-- About this task --
Copy whichever lines of the data hold the word "struct".

━━━━━━━━━━

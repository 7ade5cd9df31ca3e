//! Framing for 0-8, 0-9 and 0-9-1
//!
//! ```text
//! +------+---------+---------+-------------+-----------+
//! | type | channel |  size   |   payload   | frame-end |
//! |  u8  |   u16   |   u32   | size octets |   0xCE    |
//! +------+---------+---------+-------------+-----------+
//! ```

use std::collections::HashMap;

use bytes::{Buf, BufMut, Bytes, BytesMut};
use tokio_util::codec::{Decoder, Encoder};

use crate::constants::FRAME_END;

use super::{
    starts_with_protocol_header, ArgumentLayout, ContentHeader, Error, Item, Method,
    ProtocolEvent, ProtocolHeader,
};

const FRAME_METHOD: u8 = 1;
const FRAME_HEADER: u8 = 2;
const FRAME_BODY: u8 = 3;
const FRAME_HEARTBEAT: u8 = 8;

/// type + channel + size
const FRAME_HEADER_SIZE: usize = 7;

/// Header plus the end octet
pub const FRAME_OVERHEAD: usize = FRAME_HEADER_SIZE + 1;

/// A content-bearing method whose header or body is still arriving
#[derive(Debug)]
struct PartialContent {
    method: Method,
    header: Option<ContentHeader>,
    body: BytesMut,
}

/// Encoder and decoder for legacy frames
#[derive(Debug)]
pub struct LegacyCodec {
    max_frame_size: usize,
    partial: HashMap<u16, PartialContent>,
}

impl LegacyCodec {
    /// Creates a codec that rejects frames larger than `max_frame_size`
    pub fn new(max_frame_size: usize) -> Self {
        Self {
            max_frame_size,
            partial: HashMap::new(),
        }
    }

    /// Current max frame size, including overhead
    pub fn max_frame_size(&self) -> usize {
        self.max_frame_size
    }

    /// Applies a newly negotiated max frame size to subsequent frames
    pub fn set_max_frame_size(&mut self, max_frame_size: usize) {
        self.max_frame_size = max_frame_size;
    }

    fn put_frame(
        &self,
        dst: &mut BytesMut,
        frame_type: u8,
        channel: u16,
        payload: &[u8],
    ) -> Result<(), Error> {
        let size = payload.len() + FRAME_OVERHEAD;
        if size > self.max_frame_size {
            return Err(Error::MaxFrameSizeExceeded {
                size,
                max: self.max_frame_size,
            });
        }
        dst.reserve(size);
        dst.put_u8(frame_type);
        dst.put_u16(channel);
        dst.put_u32(payload.len() as u32);
        dst.put_slice(payload);
        dst.put_u8(FRAME_END);
        Ok(())
    }

    fn encode_event(&self, event: ProtocolEvent, dst: &mut BytesMut) -> Result<(), Error> {
        let mut payload = BytesMut::new();
        event.method.encode(&mut payload, ArgumentLayout::Legacy)?;
        self.put_frame(dst, FRAME_METHOD, event.channel, &payload)?;

        if let Some(header) = &event.header {
            payload.clear();
            header.encode(&mut payload)?;
            self.put_frame(dst, FRAME_HEADER, event.channel, &payload)?;

            if let Some(body) = &event.body {
                let chunk_size = self.max_frame_size.saturating_sub(FRAME_OVERHEAD).max(1);
                for chunk in body.chunks(chunk_size) {
                    self.put_frame(dst, FRAME_BODY, event.channel, chunk)?;
                }
            }
        }
        Ok(())
    }

    /// Feeds one complete frame into the per-channel content state.
    /// Returns an item once a method and all of its content have arrived.
    fn on_frame(
        &mut self,
        frame_type: u8,
        channel: u16,
        mut payload: Bytes,
    ) -> Result<Option<Item>, Error> {
        match frame_type {
            FRAME_METHOD => {
                if self.partial.contains_key(&channel) {
                    return Err(Error::framing(format!(
                        "method frame on channel {} while content is incomplete",
                        channel
                    )));
                }
                let method = Method::decode(&mut payload, ArgumentLayout::Legacy)?;
                if method.kind().has_content() {
                    self.partial.insert(
                        channel,
                        PartialContent {
                            method,
                            header: None,
                            body: BytesMut::new(),
                        },
                    );
                    Ok(None)
                } else {
                    Ok(Some(Item::Event(ProtocolEvent::new(channel, method))))
                }
            }
            FRAME_HEADER => {
                let partial = self.partial.get_mut(&channel).ok_or_else(|| {
                    Error::framing(format!("content header without method on channel {}", channel))
                })?;
                if partial.header.is_some() {
                    return Err(Error::framing("duplicate content header"));
                }
                let header = ContentHeader::decode(&mut payload)?;
                let complete = header.body_size == 0;
                partial.header = Some(header);
                if complete {
                    Ok(self.complete(channel))
                } else {
                    Ok(None)
                }
            }
            FRAME_BODY => {
                let partial = self.partial.get_mut(&channel).ok_or_else(|| {
                    Error::framing(format!("content body without method on channel {}", channel))
                })?;
                let expected = match &partial.header {
                    Some(header) => header.body_size,
                    None => return Err(Error::framing("content body before content header")),
                };
                partial.body.extend_from_slice(&payload);
                let received = partial.body.len() as u64;
                if received > expected {
                    return Err(Error::framing(format!(
                        "content body of {} bytes exceeds declared size {}",
                        received, expected
                    )));
                }
                if received == expected {
                    Ok(self.complete(channel))
                } else {
                    Ok(None)
                }
            }
            FRAME_HEARTBEAT => Ok(Some(Item::Heartbeat)),
            other => Err(Error::framing(format!("unknown frame type {}", other))),
        }
    }

    fn complete(&mut self, channel: u16) -> Option<Item> {
        self.partial.remove(&channel).map(|partial| {
            let PartialContent {
                method,
                header,
                body,
            } = partial;
            let mut event = ProtocolEvent::new(channel, method);
            event.header = header;
            if !body.is_empty() {
                event.body = Some(body.freeze());
            }
            Item::Event(event)
        })
    }
}

impl Encoder<Item> for LegacyCodec {
    type Error = Error;

    fn encode(&mut self, item: Item, dst: &mut BytesMut) -> Result<(), Self::Error> {
        match item {
            Item::ProtocolHeader(header) => {
                let buf: [u8; 8] = header.into();
                dst.put_slice(&buf);
                Ok(())
            }
            Item::Heartbeat => self.put_frame(dst, FRAME_HEARTBEAT, 0, &[]),
            Item::Event(event) => self.encode_event(event, dst),
        }
    }
}

impl Decoder for LegacyCodec {
    type Item = Item;
    type Error = Error;

    fn decode(&mut self, src: &mut BytesMut) -> Result<Option<Self::Item>, Self::Error> {
        // Several frames may be buffered. Keep going until an item is
        // complete or more bytes are needed.
        loop {
            if starts_with_protocol_header(src) {
                if src.len() < 8 {
                    return Ok(None);
                }
                let raw = src.split_to(8);
                let header = ProtocolHeader::try_from(&raw[..])
                    .map_err(|_| Error::framing("malformed protocol header"))?;
                return Ok(Some(Item::ProtocolHeader(header)));
            }

            if src.len() < FRAME_HEADER_SIZE {
                return Ok(None);
            }
            let frame_type = src[0];
            let channel = u16::from_be_bytes([src[1], src[2]]);
            let size = u32::from_be_bytes([src[3], src[4], src[5], src[6]]) as usize;
            let total = size + FRAME_OVERHEAD;
            if total > self.max_frame_size {
                return Err(Error::MaxFrameSizeExceeded {
                    size: total,
                    max: self.max_frame_size,
                });
            }
            if src.len() < total {
                src.reserve(total - src.len());
                return Ok(None);
            }

            let mut frame = src.split_to(total);
            frame.advance(FRAME_HEADER_SIZE);
            let payload = frame.split_to(size).freeze();
            if frame[0] != FRAME_END {
                return Err(Error::framing(format!(
                    "frame end octet {:#x} is not {:#x}",
                    frame[0], FRAME_END
                )));
            }

            if let Some(item) = self.on_frame(frame_type, channel, payload)? {
                return Ok(Some(item));
            }
        }
    }
}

━━━━━━━━━━

-- Answer to the problem --
struct PartialContent {
pub struct LegacyCodec {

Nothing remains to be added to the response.